John's research: just getting on with austerities, or ‘we’re fucked’?
During the global financial crisis of 2007–08, John was in the middle of several research projects based in spaces of play, youthwork and social care in the English Midlands. These spaces and communities were radically transformed by subsequent public sector funding cuts. Literally all of the youth organisations John worked with back then have now closed; literally all of the youthworkers and practitioners he worked with were made redundant. Within a few years entire, taken-for-granted categories of work/space (‘the public library’, ‘the statutory youth service’) were downsized, decommissioned and – apparently permanently – deemed unviable. John has written about some of these experiences (Horton, 2016; 2020) but, to be honest, finds it a bit too difficult.

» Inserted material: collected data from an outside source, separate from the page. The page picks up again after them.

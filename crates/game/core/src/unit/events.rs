//! Subsystem notifications a unit reacts to.
//!
//! Each subsystem talks to a unit through one listener trait. Runtimes that
//! prefer to queue notifications and flush them once per tick can use
//! [`UnitEvent`], which dispatches to the same listener methods.

use crate::common::{EntityId, Position};
use crate::env::Services;
use crate::kinds::ResourceType;

/// Callbacks from the combat subsystem.
pub trait AttackerListener {
    fn on_attack_started(&mut self, target: EntityId);

    fn on_attack_stopped(&mut self);
}

/// Callbacks from the production subsystem.
pub trait ProducibleListener {
    /// The unit being produced by `producer` is ready.
    fn on_production_ended(&mut self, producer: EntityId);
}

/// Callbacks from the extraction subsystem.
///
/// These may touch shared world state, so they receive the services.
pub trait ExtractorListener {
    fn on_start_goto_resource(
        &mut self,
        kind: ResourceType,
        location: Position,
        services: &mut Services<'_>,
    );

    fn on_start_extraction(
        &mut self,
        kind: ResourceType,
        location: Position,
        services: &mut Services<'_>,
    );

    fn on_start_carry(&mut self, kind: ResourceType, quantity: u32, services: &mut Services<'_>);

    fn on_start_drop_off(
        &mut self,
        kind: ResourceType,
        quantity: u32,
        services: &mut Services<'_>,
    );

    fn on_dropped_off(&mut self, kind: ResourceType, remaining: u32, services: &mut Services<'_>);

    fn on_extraction_stopped(&mut self, services: &mut Services<'_>);
}

/// A queued subsystem notification.
#[derive(Clone, Copy, Debug, PartialEq, Eq)]
#[cfg_attr(feature = "serde", derive(serde::Serialize, serde::Deserialize))]
pub enum UnitEvent {
    AttackStarted { target: EntityId },
    AttackStopped,
    ProductionEnded { producer: EntityId },
    StartGotoResource { kind: ResourceType, location: Position },
    StartExtraction { kind: ResourceType, location: Position },
    StartCarry { kind: ResourceType, quantity: u32 },
    StartDropOff { kind: ResourceType, quantity: u32 },
    DroppedOff { kind: ResourceType, remaining: u32 },
    ExtractionStopped,
}

impl UnitEvent {
    /// Invokes the listener method matching this event.
    pub fn deliver<L>(self, listener: &mut L, services: &mut Services<'_>)
    where
        L: AttackerListener + ProducibleListener + ExtractorListener + ?Sized,
    {
        match self {
            UnitEvent::AttackStarted { target } => listener.on_attack_started(target),
            UnitEvent::AttackStopped => listener.on_attack_stopped(),
            UnitEvent::ProductionEnded { producer } => listener.on_production_ended(producer),
            UnitEvent::StartGotoResource { kind, location } => {
                listener.on_start_goto_resource(kind, location, services)
            }
            UnitEvent::StartExtraction { kind, location } => {
                listener.on_start_extraction(kind, location, services)
            }
            UnitEvent::StartCarry { kind, quantity } => {
                listener.on_start_carry(kind, quantity, services)
            }
            UnitEvent::StartDropOff { kind, quantity } => {
                listener.on_start_drop_off(kind, quantity, services)
            }
            UnitEvent::DroppedOff { kind, remaining } => {
                listener.on_dropped_off(kind, remaining, services)
            }
            UnitEvent::ExtractionStopped => listener.on_extraction_stopped(services),
        }
    }

    /// Returns the event name used in logs.
    pub const fn name(&self) -> &'static str {
        match self {
            UnitEvent::AttackStarted { .. } => "attack_started",
            UnitEvent::AttackStopped => "attack_stopped",
            UnitEvent::ProductionEnded { .. } => "production_ended",
            UnitEvent::StartGotoResource { .. } => "start_goto_resource",
            UnitEvent::StartExtraction { .. } => "start_extraction",
            UnitEvent::StartCarry { .. } => "start_carry",
            UnitEvent::StartDropOff { .. } => "start_drop_off",
            UnitEvent::DroppedOff { .. } => "dropped_off",
            UnitEvent::ExtractionStopped => "extraction_stopped",
        }
    }
}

John holds on to the way many young people from these contexts demonstrated such tenacity, care and solidarity: ‘a kind of modest, resigned, sometimes-determined acceptance’ and capacity to ‘just get on’ with their lives and communities (Horton, 2017: 287). On the other hand, John can still hear a research participant talking about the probable closure of a particular service: they simply said ‘we’re fucked’ and walked away.
This book explores how children, young people and families cope with situations of socio-economic poverty and precarity in diverse international contexts and looks at the evidence of the harms and inequalities caused by these processes.